Josh:  09:34-09:38 So, there are some people I work with, I work with business owners, as you know. Some of them, you know, I think are methodical enough to do this process you’re mentioning, but some of them I feel like they’re just to A-D-D to do it. Do you recommend that people that owners actually get involved and are part of doing this hire process or in train themselves and get disciplined? Or do you think if they know they’re just too gut driven that they should actually have someone else to their team do the majority of these.

Nathan: 10:01-11:28 So you have to build a foundation of it. And this is what we did. We built the foundation. We got some awesome people in there, Jane Chiks, Martius, Layden, I’m still friends with them today. They’re the team leaders that free up. They’re rock stars. I’m actually gonna, they’re coming to Tampa in a few and they’re like a month and a half and I’ll be meeting and visiting with them. They are awesome. And but I didn’t just make them team leaders from day one and say, hey, you handle the interview process, I’m going to go do other stuff. And it better work out. I made sure that they were awesome. I tested them, I gave them more responsibility. I made sure they actually wanted that responsibility. And we’re gonna go through in that course how to build a team leader and how to make sure someone’s good and protect that investment and have their pay actually reflect how the business is doing. So, they feel part of it and they’re not going anywhere. And yes, once you get a team leader that you can trust and I trust it all for them, they can do the interviewing. I recommend that maybe for the first few interviews that you stay on them and you give them some feedback and put them in right direction, yes, but at the end of the day, I wasn’t managing and running 35 people, I had team leaders who are responsible for their team, their people, and if they needed someone for their team, they would ask me and they would put in a request on free up and they would interview the person and they were responsible for it so you can get to that level and I know our viewers want to get to that level. But if you don’t have that foundation, if you’ve never done the interviews before, if you don’t know what exactly you’re looking for passing it off to someone else is not realistic.

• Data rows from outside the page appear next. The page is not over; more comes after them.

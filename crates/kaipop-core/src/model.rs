// crates/kaipop-core/src/model.rs
use serde::ser::SerializeMap;
use serde::{Deserialize, Serialize, Serializer};
use std::fmt;

/// Substring a city name must contain (case-insensitively) to be counted.
pub const KAI: &str = "kai";

/// Group key used for matching cities without an island.
pub const UNKNOWN_ISLAND: &str = "Unknown";

/// A city record.
///
/// `island` is optional; `None` (and an empty string) both mean the island is
/// unknown and the city is grouped under [`UNKNOWN_ISLAND`].
#[derive(Clone, Debug, PartialEq, Eq, Serialize, Deserialize)]
pub struct City {
    pub name: String,
    pub population: u64,
    #[serde(default, skip_serializing_if = "Option::is_none")]
    pub island: Option<String>,
}

impl City {
    /// A city with no island.
    pub fn new(name: impl Into<String>, population: u64) -> Self {
        Self {
            name: name.into(),
            population,
            island: None,
        }
    }

    pub fn on_island(name: impl Into<String>, population: u64, island: impl Into<String>) -> Self {
        Self {
            name: name.into(),
            population,
            island: Some(island.into()),
        }
    }

    pub fn name(&self) -> &str {
        &self.name
    }

    pub fn population(&self) -> u64 {
        self.population
    }

    /// The island as given, including an empty string.
    pub fn island(&self) -> Option<&str> {
        self.island.as_deref()
    }

    /// The key this city is grouped under: its island, or `unknown` when the
    /// island is missing or empty.
    pub fn group_key<'a>(&'a self, unknown: &'a str) -> &'a str {
        match self.island.as_deref() {
            Some(island) if !island.is_empty() => island,
            _ => unknown,
        }
    }
}

/// Summed population per group key, in first-seen key order.
///
/// Only keys that received at least one contribution are present, so a
/// result with no matching cities is empty rather than a set of zeros.
///
/// Stored as a list of (Island, Population) pairs instead of a HashMap; the
/// number of islands is tiny, so lookups are a linear scan.
#[derive(Clone, Debug, Default, PartialEq, Eq)]
pub struct IslandTotals {
    entries: Vec<(String, u64)>,
}

impl IslandTotals {
    pub fn new() -> Self {
        Self::default()
    }

    /// Adds `population` to `key`, creating the entry at 0 first if needed.
    /// Sums saturate at `u64::MAX`.
    pub fn add(&mut self, key: &str, population: u64) {
        match self.entries.iter_mut().find(|(k, _)| k.as_str() == key) {
            Some((_, total)) => *total = total.saturating_add(population),
            None => self.entries.push((key.to_owned(), population)),
        }
    }

    pub fn get(&self, key: &str) -> Option<u64> {
        self.entries
            .iter()
            .find(|(k, _)| k.as_str() == key)
            .map(|(_, total)| *total)
    }

    pub fn len(&self) -> usize {
        self.entries.len()
    }

    pub fn is_empty(&self) -> bool {
        self.entries.is_empty()
    }

    pub fn iter(&self) -> impl Iterator<Item = (&str, u64)> + '_ {
        self.entries.iter().map(|(k, v)| (k.as_str(), *v))
    }

    pub fn keys(&self) -> impl Iterator<Item = &str> + '_ {
        self.entries.iter().map(|(k, _)| k.as_str())
    }

    /// Sum over all groups.
    pub fn total(&self) -> u64 {
        self.entries
            .iter()
            .fold(0u64, |acc, (_, v)| acc.saturating_add(*v))
    }

    pub fn into_vec(self) -> Vec<(String, u64)> {
        self.entries
    }
}

impl IntoIterator for IslandTotals {
    type Item = (String, u64);
    type IntoIter = std::vec::IntoIter<(String, u64)>;

    fn into_iter(self) -> Self::IntoIter {
        self.entries.into_iter()
    }
}

impl<K: AsRef<str>> FromIterator<(K, u64)> for IslandTotals {
    fn from_iter<I: IntoIterator<Item = (K, u64)>>(iter: I) -> Self {
        let mut totals = Self::new();
        for (k, v) in iter {
            totals.add(k.as_ref(), v);
        }
        totals
    }
}

// Serialized as a JSON object, keys in first-seen order.
impl Serialize for IslandTotals {
    fn serialize<S: Serializer>(&self, serializer: S) -> Result<S::Ok, S::Error> {
        let mut map = serializer.serialize_map(Some(self.entries.len()))?;
        for (k, v) in &self.entries {
            map.serialize_entry(k, v)?;
        }
        map.end()
    }
}

impl fmt::Display for IslandTotals {
    fn fmt(&self, f: &mut fmt::Formatter<'_>) -> fmt::Result {
        f.write_str("{")?;
        for (i, (k, v)) in self.entries.iter().enumerate() {
            if i > 0 {
                f.write_str(", ")?;
            }
            write!(f, "{k:?}: {v}")?;
        }
        f.write_str("}")
    }
}

/// Simple aggregate statistics for one aggregation run.
///
/// Returned by [`crate::Aggregator::stats`] and
/// [`crate::CitySearch::kai_stats`].
#[derive(Debug, Clone, Copy, Default, PartialEq, Eq, Serialize, Deserialize)]
pub struct KaiStats {
    /// Records inspected.
    pub cities: usize,
    /// Records whose name matched.
    pub matching: usize,
    /// Distinct group keys in the result.
    pub islands: usize,
    pub total_population: u64,
}
#![cfg(feature = "json")]

use kaipop_core::prelude::*;
use pretty_assertions::assert_eq;

static HAWAII: &str = include_str!("../data/hawaii_cities.json");

fn hawaii() -> Vec<City> {
    cities_from_json(HAWAII).expect("bundled dataset decodes")
}

#[test]
fn dataset_decodes_completely() {
    let cities = hawaii();
    assert_eq!(cities.len(), 27);
    assert!(cities.iter().all(|c| c.island().is_some()));
}

#[test]
fn full_collection_totals_per_island() {
    let totals = population_cities_kai(&hawaii());
    assert_eq!(
        totals.clone().into_vec(),
        vec![
            ("Oahu".to_string(), 40_514),
            ("Hawaii".to_string(), 19_713),
            ("Molokai".to_string(), 3_419),
        ]
    );
    assert_eq!(totals.total(), 63_646);
}

#[test]
fn prefixes_of_the_collection() {
    let cities = hawaii();
    assert_eq!(
        population_cities_kai(&cities[..10]).into_vec(),
        vec![("Oahu".to_string(), 40_514)]
    );
    assert!(population_cities_kai(&cities[..5]).is_empty());
    assert!(!has_kai(&cities[..5]));
}

#[test]
fn kailua_makes_the_collection_match() {
    let cities = hawaii();
    assert!(cities
        .iter()
        .any(|c| c.name() == "Kailua" && c.island() == Some("Oahu")));
    assert!(has_kai(&cities));
}

#[test]
fn lanai_alone_has_no_kai() {
    let lanai = hawaii().cities_on_island("Lanai");
    assert!(!lanai.is_empty());
    assert!(!has_kai(&lanai));
    assert!(population_cities_kai(&lanai).is_empty());
}

#[test]
fn islands_without_kai_names_are_false() {
    let cities = hawaii();
    for island in ["Maui", "Kauai", "Lanai"] {
        assert!(!cities.cities_on_island(island).has_kai(), "{island}");
    }
    for island in ["Oahu", "Hawaii", "Molokai"] {
        assert!(cities.cities_on_island(island).has_kai(), "{island}");
    }
}

#[test]
fn stats_over_the_collection() {
    assert_eq!(
        hawaii().kai_stats(),
        KaiStats {
            cities: 27,
            matching: 3,
            islands: 3,
            total_population: 63_646,
        }
    );
}

#[test]
fn empty_collection() {
    let none: Vec<City> = Vec::new();
    assert_eq!(population_cities_kai(&none).to_string(), "{}");
    assert!(!has_kai(&none));
}

#[test]
fn totals_render_as_an_object() {
    let cities = cities_from_json(
        r#"[{"name": "KAILUA", "population": 1000, "island": "Test"},
            {"name": "kaitest", "population": 2000, "island": "Test"}]"#,
    )
    .unwrap();
    assert_eq!(population_cities_kai(&cities).to_string(), r#"{"Test": 3000}"#);
    assert_eq!(
        serde_json::to_value(population_cities_kai(&cities)).unwrap(),
        serde_json::json!({ "Test": 3000 })
    );
}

 Josh: 11:29-12:08 Okay. So as the owner, this is a skill you have to learn to some degree and this is as an owner is watching this, you have to follow a process and build it and then once the process works, then you can start to get some freedom with having your team do it. So I want to dig into this course I know we got limited time and you mentioned certain things you do like interview and onboard and training and managing and so are there like any key components that a typical business owner because we small businesses are watching this, that they really mess up on, like where did where people usually screw up the process or they screw up all those phases?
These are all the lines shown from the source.